| Record set |
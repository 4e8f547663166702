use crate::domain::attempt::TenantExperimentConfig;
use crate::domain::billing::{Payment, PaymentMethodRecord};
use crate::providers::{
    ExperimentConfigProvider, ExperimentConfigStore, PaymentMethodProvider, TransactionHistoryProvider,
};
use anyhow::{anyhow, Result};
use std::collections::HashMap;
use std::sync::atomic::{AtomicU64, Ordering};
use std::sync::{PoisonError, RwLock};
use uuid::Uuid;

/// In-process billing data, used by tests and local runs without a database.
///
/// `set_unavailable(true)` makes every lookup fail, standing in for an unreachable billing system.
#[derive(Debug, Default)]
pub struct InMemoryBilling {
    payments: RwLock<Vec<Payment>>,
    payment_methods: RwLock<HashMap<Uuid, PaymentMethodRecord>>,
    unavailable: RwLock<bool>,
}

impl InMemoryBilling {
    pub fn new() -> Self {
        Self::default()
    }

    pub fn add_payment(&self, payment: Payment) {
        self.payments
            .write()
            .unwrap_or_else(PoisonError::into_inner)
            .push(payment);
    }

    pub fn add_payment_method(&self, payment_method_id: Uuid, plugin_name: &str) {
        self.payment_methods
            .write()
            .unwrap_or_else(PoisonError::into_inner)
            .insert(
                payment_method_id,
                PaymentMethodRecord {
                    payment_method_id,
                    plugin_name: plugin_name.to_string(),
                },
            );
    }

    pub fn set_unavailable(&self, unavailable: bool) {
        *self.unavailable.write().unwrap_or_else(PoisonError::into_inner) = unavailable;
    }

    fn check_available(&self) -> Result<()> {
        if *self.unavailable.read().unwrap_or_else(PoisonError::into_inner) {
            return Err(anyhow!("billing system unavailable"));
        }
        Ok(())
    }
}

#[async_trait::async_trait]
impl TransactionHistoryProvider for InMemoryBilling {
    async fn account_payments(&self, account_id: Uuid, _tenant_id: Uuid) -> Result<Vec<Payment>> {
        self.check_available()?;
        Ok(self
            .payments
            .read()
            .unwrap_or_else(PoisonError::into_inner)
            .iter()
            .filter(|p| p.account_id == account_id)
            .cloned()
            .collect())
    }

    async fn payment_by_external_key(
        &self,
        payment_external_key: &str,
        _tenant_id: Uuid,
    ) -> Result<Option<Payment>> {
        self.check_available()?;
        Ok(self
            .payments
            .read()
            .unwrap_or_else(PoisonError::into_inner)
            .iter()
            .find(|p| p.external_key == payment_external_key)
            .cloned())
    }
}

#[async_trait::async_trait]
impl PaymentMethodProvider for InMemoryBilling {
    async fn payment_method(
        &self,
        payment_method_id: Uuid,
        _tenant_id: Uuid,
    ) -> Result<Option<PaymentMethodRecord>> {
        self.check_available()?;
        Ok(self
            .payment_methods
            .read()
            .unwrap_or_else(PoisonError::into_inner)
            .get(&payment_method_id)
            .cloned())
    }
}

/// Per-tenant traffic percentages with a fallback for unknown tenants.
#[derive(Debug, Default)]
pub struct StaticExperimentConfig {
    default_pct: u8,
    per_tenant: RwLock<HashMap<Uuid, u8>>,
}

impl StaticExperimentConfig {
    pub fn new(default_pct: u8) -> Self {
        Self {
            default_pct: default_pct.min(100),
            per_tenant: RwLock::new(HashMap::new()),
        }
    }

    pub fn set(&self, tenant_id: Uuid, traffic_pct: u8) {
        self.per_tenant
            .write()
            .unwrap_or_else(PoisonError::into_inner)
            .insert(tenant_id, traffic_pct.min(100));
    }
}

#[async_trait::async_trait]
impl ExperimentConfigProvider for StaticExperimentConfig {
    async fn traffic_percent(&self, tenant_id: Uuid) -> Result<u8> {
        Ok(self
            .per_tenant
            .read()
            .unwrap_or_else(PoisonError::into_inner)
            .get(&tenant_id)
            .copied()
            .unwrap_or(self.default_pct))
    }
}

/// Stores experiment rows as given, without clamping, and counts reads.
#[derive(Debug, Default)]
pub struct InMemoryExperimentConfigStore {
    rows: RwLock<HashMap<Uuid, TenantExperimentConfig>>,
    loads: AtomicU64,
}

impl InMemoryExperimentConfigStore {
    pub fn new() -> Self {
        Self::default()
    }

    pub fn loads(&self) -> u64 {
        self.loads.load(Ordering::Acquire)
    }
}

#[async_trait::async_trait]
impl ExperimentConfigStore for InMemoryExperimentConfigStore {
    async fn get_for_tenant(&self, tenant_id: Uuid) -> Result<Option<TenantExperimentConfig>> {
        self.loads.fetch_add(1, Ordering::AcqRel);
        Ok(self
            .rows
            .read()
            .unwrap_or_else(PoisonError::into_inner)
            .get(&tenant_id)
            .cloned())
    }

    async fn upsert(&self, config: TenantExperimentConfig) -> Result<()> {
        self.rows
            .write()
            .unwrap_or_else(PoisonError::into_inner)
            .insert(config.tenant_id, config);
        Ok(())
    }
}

--

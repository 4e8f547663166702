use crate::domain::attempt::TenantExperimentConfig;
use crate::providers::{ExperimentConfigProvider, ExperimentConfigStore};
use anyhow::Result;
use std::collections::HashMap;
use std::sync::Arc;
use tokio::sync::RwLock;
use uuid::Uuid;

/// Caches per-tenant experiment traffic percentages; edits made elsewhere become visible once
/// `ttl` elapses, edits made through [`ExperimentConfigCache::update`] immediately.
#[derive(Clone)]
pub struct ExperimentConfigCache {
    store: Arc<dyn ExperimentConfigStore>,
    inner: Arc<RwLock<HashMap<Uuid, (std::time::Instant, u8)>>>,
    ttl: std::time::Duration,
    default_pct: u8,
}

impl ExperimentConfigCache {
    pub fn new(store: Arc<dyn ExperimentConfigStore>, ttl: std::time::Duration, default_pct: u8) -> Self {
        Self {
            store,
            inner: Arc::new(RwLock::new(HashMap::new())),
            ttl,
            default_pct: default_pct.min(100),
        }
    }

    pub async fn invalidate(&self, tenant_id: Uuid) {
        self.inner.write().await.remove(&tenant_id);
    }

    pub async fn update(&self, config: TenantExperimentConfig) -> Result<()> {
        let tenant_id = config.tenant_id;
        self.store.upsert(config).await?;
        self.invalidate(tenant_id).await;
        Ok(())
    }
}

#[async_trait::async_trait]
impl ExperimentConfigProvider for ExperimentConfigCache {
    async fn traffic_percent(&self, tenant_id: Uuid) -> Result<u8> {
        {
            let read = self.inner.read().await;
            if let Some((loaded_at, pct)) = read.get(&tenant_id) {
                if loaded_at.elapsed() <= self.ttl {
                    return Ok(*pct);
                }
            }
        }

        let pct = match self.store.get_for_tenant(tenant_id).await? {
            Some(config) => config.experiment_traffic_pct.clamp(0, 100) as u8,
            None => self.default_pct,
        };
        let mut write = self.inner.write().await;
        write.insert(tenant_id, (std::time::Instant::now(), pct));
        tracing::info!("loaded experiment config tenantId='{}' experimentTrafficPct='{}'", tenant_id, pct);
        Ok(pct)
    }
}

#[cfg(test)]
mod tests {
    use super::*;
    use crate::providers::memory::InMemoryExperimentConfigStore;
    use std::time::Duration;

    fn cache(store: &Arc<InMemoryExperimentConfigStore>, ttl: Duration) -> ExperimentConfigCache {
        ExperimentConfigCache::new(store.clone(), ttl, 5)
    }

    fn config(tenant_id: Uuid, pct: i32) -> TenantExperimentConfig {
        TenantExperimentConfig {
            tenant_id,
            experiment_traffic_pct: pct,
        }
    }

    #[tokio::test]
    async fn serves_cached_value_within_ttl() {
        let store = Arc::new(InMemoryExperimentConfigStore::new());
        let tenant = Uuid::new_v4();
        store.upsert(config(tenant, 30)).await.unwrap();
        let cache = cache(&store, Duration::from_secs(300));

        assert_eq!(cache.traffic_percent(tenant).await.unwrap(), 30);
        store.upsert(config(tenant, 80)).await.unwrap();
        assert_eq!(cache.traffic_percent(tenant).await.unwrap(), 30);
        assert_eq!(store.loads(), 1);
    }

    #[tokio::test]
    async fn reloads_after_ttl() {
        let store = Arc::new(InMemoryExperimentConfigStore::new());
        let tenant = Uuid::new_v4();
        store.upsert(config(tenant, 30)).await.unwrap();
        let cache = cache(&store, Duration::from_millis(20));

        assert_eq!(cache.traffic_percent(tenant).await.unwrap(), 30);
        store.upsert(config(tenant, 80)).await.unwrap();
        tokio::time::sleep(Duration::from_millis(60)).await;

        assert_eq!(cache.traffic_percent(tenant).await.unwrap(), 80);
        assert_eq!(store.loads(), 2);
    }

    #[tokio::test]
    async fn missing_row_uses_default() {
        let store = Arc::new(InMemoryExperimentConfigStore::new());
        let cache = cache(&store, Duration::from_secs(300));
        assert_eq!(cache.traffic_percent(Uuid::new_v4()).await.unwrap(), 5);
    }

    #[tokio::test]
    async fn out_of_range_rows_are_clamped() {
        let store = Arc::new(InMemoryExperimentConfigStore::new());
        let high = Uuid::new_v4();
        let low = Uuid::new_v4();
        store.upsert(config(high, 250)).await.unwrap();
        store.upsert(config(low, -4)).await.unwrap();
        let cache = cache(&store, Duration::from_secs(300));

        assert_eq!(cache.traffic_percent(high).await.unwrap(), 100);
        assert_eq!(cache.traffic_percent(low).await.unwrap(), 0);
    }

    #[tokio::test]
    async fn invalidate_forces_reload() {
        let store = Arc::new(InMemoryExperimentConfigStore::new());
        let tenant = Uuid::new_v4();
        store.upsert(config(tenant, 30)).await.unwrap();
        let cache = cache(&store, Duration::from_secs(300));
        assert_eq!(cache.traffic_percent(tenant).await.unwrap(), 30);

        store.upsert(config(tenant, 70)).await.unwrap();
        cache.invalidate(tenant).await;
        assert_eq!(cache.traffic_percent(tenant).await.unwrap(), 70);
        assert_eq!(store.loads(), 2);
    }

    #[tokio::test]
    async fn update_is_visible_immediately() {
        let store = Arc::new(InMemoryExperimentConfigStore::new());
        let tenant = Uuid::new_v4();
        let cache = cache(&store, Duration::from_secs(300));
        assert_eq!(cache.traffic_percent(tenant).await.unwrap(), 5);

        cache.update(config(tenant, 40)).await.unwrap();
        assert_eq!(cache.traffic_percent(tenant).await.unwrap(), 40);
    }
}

| Task details |
Write out every line of the entries that holds the word "upsert".

| Answer section |
    async fn upsert(&self, config: TenantExperimentConfig) -> Result<()> {
        self.store.upsert(config).await?;
        store.upsert(config(tenant, 30)).await.unwrap();
        store.upsert(config(tenant, 80)).await.unwrap();
        store.upsert(config(tenant, 30)).await.unwrap();
        store.upsert(config(tenant, 80)).await.unwrap();
        store.upsert(config(high, 250)).await.unwrap();
        store.upsert(config(low, -4)).await.unwrap();
        store.upsert(config(tenant, 30)).await.unwrap();
        store.upsert(config(tenant, 70)).await.unwrap();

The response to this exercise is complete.